▶ _DATA EXCERPTS_
//! Driven Ports (SPI - Outbound Dependencies)
//!
//! The host bus as seen by the acker: a subscription manager, a message
//! handler accepting deltas, and the NMEA 2000 output channel.

use async_trait::async_trait;
use signalk_bus::{DeltaStream, SubscriptionError, SubscriptionHandle};
use signalk_types::{Delta, SubscribeCommand};

use crate::error::AckerResult;

/// Opens filtered delta subscriptions.
#[async_trait]
pub trait SubscriptionManager: Send + Sync {
    /// Subscribe with `command`.
    ///
    /// The stream delivers deltas in bus order and `Err` items for failures
    /// after the subscription was opened. Releasing the handle closes the
    /// subscription.
    async fn subscribe(
        &self,
        command: SubscribeCommand,
    ) -> Result<(SubscriptionHandle, DeltaStream), SubscriptionError>;
}

/// The host's message-handling entry point.
#[async_trait]
pub trait MessageHandler: Send + Sync {
    /// Hand a delta to the host on behalf of `source_id`.
    async fn handle_message(&self, source_id: &str, delta: Delta) -> AckerResult<()>;
}

/// The `nmea2000out` channel.
#[async_trait]
pub trait Nmea2000Output: Send + Sync {
    /// Send one timestamped Actisense-format line.
    async fn send(&self, line: String) -> AckerResult<()>;
}
//! # Delta Publisher
//!
//! Defines the publishing side of the delta bus.

use std::collections::HashMap;
use std::sync::atomic::{AtomicU64, Ordering};
use std::sync::{Arc, RwLock};

use signalk_types::{Delta, SubscribeCommand, SELF_CONTEXT};
use tokio::sync::broadcast;
use tracing::{debug, warn};

use crate::filter::DeltaFilter;
use crate::subscriber::{DeltaSubscription, SubscriptionError, SubscriptionGuard};
use crate::DEFAULT_CHANNEL_CAPACITY;

/// A delta handed to the bus by a named producer.
#[derive(Debug, Clone, PartialEq)]
pub struct InboundMessage {
    /// Identifier of the producer (plugin id).
    pub source_id: String,
    /// The delta as handed over.
    pub delta: Delta,
}

/// A named application event with a string payload.
#[derive(Debug, Clone, PartialEq, Eq)]
pub struct AppEvent {
    pub name: String,
    pub payload: String,
}

/// In-memory delta bus.
///
/// Uses `tokio::sync::broadcast` for multi-producer, multi-consumer
/// semantics; filtering happens on the subscriber side.
pub struct DeltaBus {
    /// Broadcast sender for deltas.
    sender: broadcast::Sender<Arc<Delta>>,

    /// Messages handed over through `handle_message`.
    messages: broadcast::Sender<InboundMessage>,

    /// Application events.
    events: broadcast::Sender<AppEvent>,

    /// Full context of the self vessel, once known.
    self_context: Arc<RwLock<Option<String>>>,

    /// Active subscription count by path set.
    subscriptions: Arc<RwLock<HashMap<String, usize>>>,

    /// Total deltas published.
    deltas_published: AtomicU64,

    /// Channel capacity.
    capacity: usize,
}

impl DeltaBus {
    /// Create a new bus with default capacity.
    #[must_use]
    pub fn new() -> Self {
        Self::with_capacity(DEFAULT_CHANNEL_CAPACITY)
    }

    /// Create a new bus with specified capacity.
    #[must_use]
    pub fn with_capacity(capacity: usize) -> Self {
        let (sender, _) = broadcast::channel(capacity);
        let (messages, _) = broadcast::channel(capacity);
        let (events, _) = broadcast::channel(capacity);
        Self {
            sender,
            messages,
            events,
            self_context: Arc::new(RwLock::new(None)),
            subscriptions: Arc::new(RwLock::new(HashMap::new())),
            deltas_published: AtomicU64::new(0),
            capacity,
        }
    }

    /// Subscribe with a Signal K subscribe command.
    ///
    /// # Errors
    ///
    /// `SubscriptionError::InvalidCommand` when the command names no paths
    /// or an empty path.
    pub fn subscribe(&self, command: SubscribeCommand) -> Result<DeltaSubscription, SubscriptionError> {
        if command.subscribe.is_empty() {
            return Err(SubscriptionError::InvalidCommand {
                reason: "no paths to subscribe".to_string(),
            });
        }
        if command.paths().any(str::is_empty) {
            return Err(SubscriptionError::InvalidCommand {
                reason: "empty subscription path".to_string(),
            });
        }

        let receiver = self.sender.subscribe();
        let topic_key = command.paths().collect::<Vec<_>>().join(",");

        // Track subscription
        {
            if let Ok(mut subs) = self.subscriptions.write() {
                *subs.entry(topic_key.clone()).or_insert(0) += 1;
            }
        }

        debug!(context = %command.context, paths = %topic_key, "New subscription created");

        let guard = SubscriptionGuard::new(Arc::clone(&self.subscriptions), topic_key);
        Ok(DeltaSubscription::new(
            receiver,
            DeltaFilter::from_command(&command),
            Arc::clone(&self.self_context),
            guard,
        ))
    }

    /// Publish a delta to every subscriber.
    ///
    /// Returns the number of receivers the delta reached before filtering.
    pub fn publish(&self, delta: Delta) -> usize {
        self.deltas_published.fetch_add(1, Ordering::Relaxed);

        match self.sender.send(Arc::new(delta)) {
            Ok(receiver_count) => {
                debug!(receivers = receiver_count, "Delta published");
                receiver_count
            }
            Err(_) => {
                debug!("Delta dropped (no receivers)");
                0
            }
        }
    }

    /// Accept a delta from a producer, as a server does for its plugins.
    ///
    /// The delta is recorded on the message channel and republished with its
    /// context defaulted to the self vessel.
    pub fn handle_message(&self, source_id: &str, delta: Delta) -> usize {
        let message = InboundMessage {
            source_id: source_id.to_string(),
            delta: delta.clone(),
        };
        if self.messages.send(message).is_err() {
            debug!(source = source_id, "Message not recorded (no listeners)");
        }

        let delta = if delta.context.is_some() {
            delta
        } else {
            delta.with_context(SELF_CONTEXT)
        };
        self.publish(delta)
    }

    /// Emit an application event.
    ///
    /// Returns the number of listeners.
    pub fn emit(&self, name: &str, payload: String) -> usize {
        match self.events.send(AppEvent {
            name: name.to_string(),
            payload,
        }) {
            Ok(listeners) => listeners,
            Err(e) => {
                warn!(event = name, error = %e, "Event dropped (no listeners)");
                0
            }
        }
    }

    /// Listen to messages handed over through `handle_message`.
    #[must_use]
    pub fn messages(&self) -> broadcast::Receiver<InboundMessage> {
        self.messages.subscribe()
    }

    /// Listen to application events.
    #[must_use]
    pub fn events(&self) -> broadcast::Receiver<AppEvent> {
        self.events.subscribe()
    }

    /// Record the self vessel's full context (e.g. from a server hello).
    pub fn set_self_context(&self, urn: impl Into<String>) {
        if let Ok(mut context) = self.self_context.write() {
            *context = Some(urn.into());
        }
    }

    /// The self vessel's full context, if known.
    #[must_use]
    pub fn self_context(&self) -> Option<String> {
        self.self_context.read().ok().and_then(|urn| urn.clone())
    }

    /// Number of tracked subscriptions.
    #[must_use]
    pub fn subscriber_count(&self) -> usize {
        self.subscriptions
            .read()
            .map(|subs| subs.values().sum())
            .unwrap_or(0)
    }

    /// Path sets with at least one live subscription, sorted.
    #[must_use]
    pub fn active_paths(&self) -> Vec<String> {
        let mut paths: Vec<String> = self
            .subscriptions
            .read()
            .map(|subs| subs.keys().cloned().collect())
            .unwrap_or_default();
        paths.sort();
        paths
    }

    /// Total deltas published.
    #[must_use]
    pub fn deltas_published(&self) -> u64 {
        self.deltas_published.load(Ordering::Relaxed)
    }

    /// Get the channel capacity.
    #[must_use]
    pub fn capacity(&self) -> usize {
        self.capacity
    }
}

impl Default for DeltaBus {
    fn default() -> Self {
        Self::new()
    }
}
//! # Acker Runtime
//!
//! Wires the Signal K client, the local delta bus, the NMEA 2000 sink and
//! the acker together.
//!
//! ## Startup Sequence
//!
//! 1. Spawn the client connection loop
//! 2. Start the acker with the plugin rules (subscriptions are queued
//!    until the connection is up)
//!
//! ## Shutdown Sequence
//!
//! 1. Stop the acker (unsubscribe, cancel pending acknowledgements)
//! 2. Signal the client to close the connection
//! 3. Wait for the connection loop, bounded by a timeout

use std::sync::Arc;
use std::time::Duration;

use notification_acker::{AckerApi, AckerConfig, AckerStatus, NotificationAcker, StartReport, StopReport};
use parking_lot::Mutex;
use signalk_bus::DeltaBus;
use tokio::sync::watch;
use tokio::task::JoinHandle;
use tracing::{error, info, warn};

use crate::config::RuntimeConfig;
use crate::error::{ClientError, RuntimeError};
use crate::n2k::N2kSink;
use crate::signalk::{ClientExit, SignalKClient, SignalKMessages, SignalKSubscriptions};

/// How long shutdown waits for the connection loop.
const SHUTDOWN_TIMEOUT: Duration = Duration::from_secs(5);

type ServerAcker = NotificationAcker<SignalKSubscriptions, SignalKMessages, N2kSink>;

/// The running process.
pub struct AckerRuntime {
    bus: Arc<DeltaBus>,
    client: SignalKClient,
    acker: ServerAcker,
    shutdown_tx: watch::Sender<bool>,
    client_task: Mutex<Option<JoinHandle<ClientExit>>>,
}

impl AckerRuntime {
    /// Build the runtime. Nothing connects until [`Self::start`].
    pub fn new(config: &RuntimeConfig) -> Self {
        let bus = Arc::new(DeltaBus::new());
        let client = SignalKClient::new(config.server.clone(), Arc::clone(&bus));
        let acker = NotificationAcker::new(
            config.acker.clone(),
            Arc::new(SignalKSubscriptions::new(client.handle(), Arc::clone(&bus))),
            Arc::new(SignalKMessages::new(client.handle())),
            Arc::new(N2kSink::from_config(&config.n2k)),
        );
        let (shutdown_tx, _) = watch::channel(false);

        Self {
            bus,
            client,
            acker,
            shutdown_tx,
            client_task: Mutex::new(None),
        }
    }

    /// Connect to the server and start acknowledging with `rules`.
    ///
    /// # Errors
    ///
    /// `RuntimeError::Client` if already started, `RuntimeError::Acker` if
    /// the acker is already running.
    pub async fn start(&self, rules: &AckerConfig) -> Result<StartReport, RuntimeError> {
        let task = self.client.spawn(self.shutdown_tx.subscribe())?;
        *self.client_task.lock() = Some(task);

        let report = self.acker.start(rules).await?;
        log_start(&report);
        Ok(report)
    }

    /// Restart the acker with new rules, keeping the connection.
    ///
    /// # Errors
    ///
    /// `RuntimeError::Client` if the connection loop has ended,
    /// `RuntimeError::Acker` if the restart fails.
    pub async fn reload(&self, rules: &AckerConfig) -> Result<StartReport, RuntimeError> {
        if let Some(exit) = self.client_exit() {
            warn!(exit = %exit, "Not reloading, Signal K client has stopped");
            return Err(ClientError::Closed.into());
        }
        info!("Reloading notification rules");
        self.acker.stop().await;
        let report = self.acker.start(rules).await?;
        log_start(&report);
        Ok(report)
    }

    /// Stop the acker and close the connection.
    pub async fn shutdown(&self) -> StopReport {
        info!("Initiating graceful shutdown...");
        let report = self.acker.stop().await;

        if let Err(e) = self.shutdown_tx.send(true) {
            // No receiver means the client never started
            info!(error = %e, "Client was not running");
        }

        let task = self.client_task.lock().take();
        if let Some(task) = task {
            match tokio::time::timeout(SHUTDOWN_TIMEOUT, task).await {
                Ok(Ok(exit)) => info!(exit = %exit, "Client task finished"),
                Ok(Err(e)) => error!(error = %e, "Client task failed"),
                Err(_) => warn!("Client did not stop in time"),
            }
        }

        info!("Shutdown complete");
        report
    }

    /// Resolves once the connection loop has ended, whatever the reason.
    ///
    /// Pending forever if the client was never started.
    pub async fn client_stopped(&self) -> ClientExit {
        let mut exit = self.client.exit();
        let outcome = match exit.wait_for(Option::is_some).await {
            Ok(outcome) => (*outcome).unwrap_or(ClientExit::Shutdown),
            Err(_) => ClientExit::Shutdown,
        };
        outcome
    }

    /// How the connection loop ended, if it has.
    #[must_use]
    pub fn client_exit(&self) -> Option<ClientExit> {
        let exit = self.client.exit();
        let outcome = *exit.borrow();
        outcome
    }

    /// Acker status.
    pub async fn status(&self) -> AckerStatus {
        self.acker.status().await
    }

    /// The local delta bus.
    #[must_use]
    pub fn bus(&self) -> &Arc<DeltaBus> {
        &self.bus
    }
}

fn log_start(report: &StartReport) {
    for path in &report.failed {
        warn!(path = %path, "Rule not active, subscription failed");
    }
    info!(subscribed = report.subscribed.len(), "Watching notifications");
}
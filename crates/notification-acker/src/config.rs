//! # Acker Configuration
//!
//! The operator-facing rule list, in the plugin configuration format:
//!
//! ```json
//! { "notifications": [
//!     { "path": "mob", "state": "alarm", "enabled": true, "delay": 2,
//!       "sendN2KMessages": "2,126208,1,255,..." } ] }
//! ```
//!
//! Field defaults follow the configuration schema in [`crate::metadata`].

use serde::{Deserialize, Serialize};

use crate::domain::RuleState;
use crate::error::{AckerError, AckerResult};
use crate::metadata::PLUGIN_ID;

/// Complete rule configuration.
#[derive(Debug, Clone, Default, PartialEq, Serialize, Deserialize)]
pub struct AckerConfig {
    /// Configured notifications, in operator order.
    #[serde(default)]
    pub notifications: Vec<NotificationConfig>,
}

impl AckerConfig {
    /// Decode a configuration document.
    ///
    /// # Errors
    ///
    /// `AckerError::Config` when the text is not a valid configuration.
    pub fn from_json(text: &str) -> AckerResult<Self> {
        serde_json::from_str(text).map_err(|e| AckerError::Config {
            reason: e.to_string(),
        })
    }
}

/// One configured notification.
#[derive(Debug, Clone, PartialEq, Serialize, Deserialize)]
pub struct NotificationConfig {
    /// Notification path without the leading `notifications.`.
    #[serde(default)]
    pub path: String,
    /// Alarm state to acknowledge.
    #[serde(default)]
    pub state: RuleState,
    /// Disabled entries are ignored.
    #[serde(default = "default_enabled")]
    pub enabled: bool,
    /// Seconds to wait before acknowledging. Zero for immediate.
    #[serde(default)]
    pub delay: f64,
    /// Actisense-format messages without the leading timestamp,
    /// separated by semicolons.
    #[serde(
        rename = "sendN2KMessages",
        default,
        skip_serializing_if = "Option::is_none"
    )]
    pub send_n2k_messages: Option<String>,
}

fn default_enabled() -> bool {
    true
}

impl Default for NotificationConfig {
    fn default() -> Self {
        Self {
            path: String::new(),
            state: RuleState::default(),
            enabled: default_enabled(),
            delay: 0.0,
            send_n2k_messages: None,
        }
    }
}

/// Process-level settings for one acker instance.
#[derive(Debug, Clone, PartialEq, Eq, Serialize, Deserialize)]
#[serde(default)]
pub struct AckerSettings {
    /// Source identifier acknowledgements are sent under.
    pub source_id: String,
    /// Cancel armed acknowledgements on stop instead of letting them fire.
    pub cancel_pending_on_stop: bool,
}

impl Default for AckerSettings {
    fn default() -> Self {
        Self {
            source_id: PLUGIN_ID.to_string(),
            cancel_pending_on_stop: true,
        }
    }
}
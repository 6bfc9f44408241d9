//! NMEA 2000 output sinks.
//!
//! Lines are Actisense-format, timestamp first. The TCP sink writes one
//! line per message terminated by CRLF, the way Actisense gateways take it.

use async_trait::async_trait;
use notification_acker::ports::outbound::Nmea2000Output;
use notification_acker::{AckerError, AckerResult};
use tokio::io::AsyncWriteExt;
use tokio::net::TcpStream;
use tokio::sync::Mutex;
use tracing::{debug, info, warn};

use crate::config::N2kOutputConfig;

/// Where `nmea2000out` lines go.
pub enum N2kSink {
    /// Log every line.
    Log,
    /// Write to a TCP gateway.
    Tcp(TcpSink),
}

impl N2kSink {
    #[must_use]
    pub fn from_config(config: &N2kOutputConfig) -> Self {
        match config {
            N2kOutputConfig::Log => Self::Log,
            N2kOutputConfig::Tcp { address } => Self::Tcp(TcpSink::new(address.clone())),
        }
    }
}

#[async_trait]
impl Nmea2000Output for N2kSink {
    async fn send(&self, line: String) -> AckerResult<()> {
        match self {
            Self::Log => {
                info!(target: "nmea2000out", line = %line, "NMEA 2000 out");
                Ok(())
            }
            Self::Tcp(sink) => sink.send(&line).await,
        }
    }
}

/// Lazily connected TCP output.
pub struct TcpSink {
    address: String,
    stream: Mutex<Option<TcpStream>>,
}

impl TcpSink {
    pub fn new(address: impl Into<String>) -> Self {
        Self {
            address: address.into(),
            stream: Mutex::new(None),
        }
    }

    #[must_use]
    pub fn address(&self) -> &str {
        &self.address
    }

    /// Write one line, connecting first if needed.
    ///
    /// A failed write drops the connection; the next send reconnects.
    ///
    /// # Errors
    ///
    /// `AckerError::Emission` when connecting or writing fails.
    pub async fn send(&self, line: &str) -> AckerResult<()> {
        let mut guard = self.stream.lock().await;

        if guard.is_none() {
            let stream = TcpStream::connect(&self.address)
                .await
                .map_err(|e| AckerError::emission(format!("connect {}: {e}", self.address)))?;
            debug!(address = %self.address, "Connected to NMEA 2000 gateway");
            *guard = Some(stream);
        }

        let Some(stream) = guard.as_mut() else {
            return Err(AckerError::emission("no gateway connection"));
        };
        let frame = format!("{line}\r\n");
        if let Err(e) = stream.write_all(frame.as_bytes()).await {
            warn!(address = %self.address, error = %e, "NMEA 2000 gateway write failed");
            *guard = None;
            return Err(AckerError::emission(e));
        }
        Ok(())
    }
}
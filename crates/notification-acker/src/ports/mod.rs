//! Ports (Hexagonal Architecture)

pub mod inbound;
pub mod outbound;

pub use inbound::{AckerApi, AckerStatus, LifecyclePhase, StartReport, StopReport};
pub use outbound::{MessageHandler, Nmea2000Output, SubscriptionManager};
//! Server frames on the Signal K stream.

use serde::Deserialize;
use serde_json::Value;
use signalk_types::Delta;

const VESSELS_PREFIX: &str = "vessels.";

/// The hello frame sent right after connecting.
#[derive(Debug, Clone, Default, PartialEq, Eq, Deserialize)]
pub struct Hello {
    #[serde(default)]
    pub name: Option<String>,
    #[serde(default)]
    pub version: Option<String>,
    /// The self vessel, as `vessels.<urn>` or a bare URN.
    #[serde(default, rename = "self")]
    pub self_urn: Option<String>,
    #[serde(default)]
    pub roles: Vec<String>,
}

impl Hello {
    /// Full context of the self vessel (`vessels.<urn>`), if announced.
    #[must_use]
    pub fn self_context(&self) -> Option<String> {
        let urn = self.self_urn.as_deref()?.trim();
        if urn.is_empty() {
            return None;
        }
        if urn.starts_with(VESSELS_PREFIX) {
            Some(urn.to_string())
        } else {
            Some(format!("{VESSELS_PREFIX}{urn}"))
        }
    }
}

/// Reply to a request or a rejected command.
#[derive(Debug, Clone, PartialEq, Eq, Deserialize)]
#[serde(rename_all = "camelCase")]
pub struct RequestReply {
    pub request_id: String,
    #[serde(default)]
    pub state: Option<String>,
    #[serde(default)]
    pub status_code: Option<u16>,
    #[serde(default)]
    pub message: Option<String>,
}

impl RequestReply {
    /// Whether the server reports a failure.
    #[must_use]
    pub fn is_error(&self) -> bool {
        self.status_code.is_some_and(|code| code >= 400)
    }
}

/// A decoded server frame.
#[derive(Debug, Clone, PartialEq)]
pub enum ServerFrame {
    Hello(Hello),
    Delta(Delta),
    Reply(RequestReply),
    /// Anything else; ignored.
    Other(Value),
}

/// Decode one text frame.
///
/// # Errors
///
/// When the text is not JSON, or a recognised frame has the wrong shape.
pub fn parse_frame(text: &str) -> Result<ServerFrame, serde_json::Error> {
    let value: Value = serde_json::from_str(text)?;

    if value.get("updates").is_some() {
        return serde_json::from_value(value).map(ServerFrame::Delta);
    }
    if value.get("requestId").is_some() {
        return serde_json::from_value(value).map(ServerFrame::Reply);
    }
    if value.get("self").is_some() || value.get("roles").is_some() {
        return serde_json::from_value(value).map(ServerFrame::Hello);
    }
    Ok(ServerFrame::Other(value))
}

▶ _REQUIREMENT_
Go through the listing above and find each line that contains "SubscriptionHandle", then copy it.

▶ _ANSWER BELOW_
use signalk_bus::{DeltaStream, SubscriptionError, SubscriptionHandle};
    ) -> Result<(SubscriptionHandle, DeltaStream), SubscriptionError>;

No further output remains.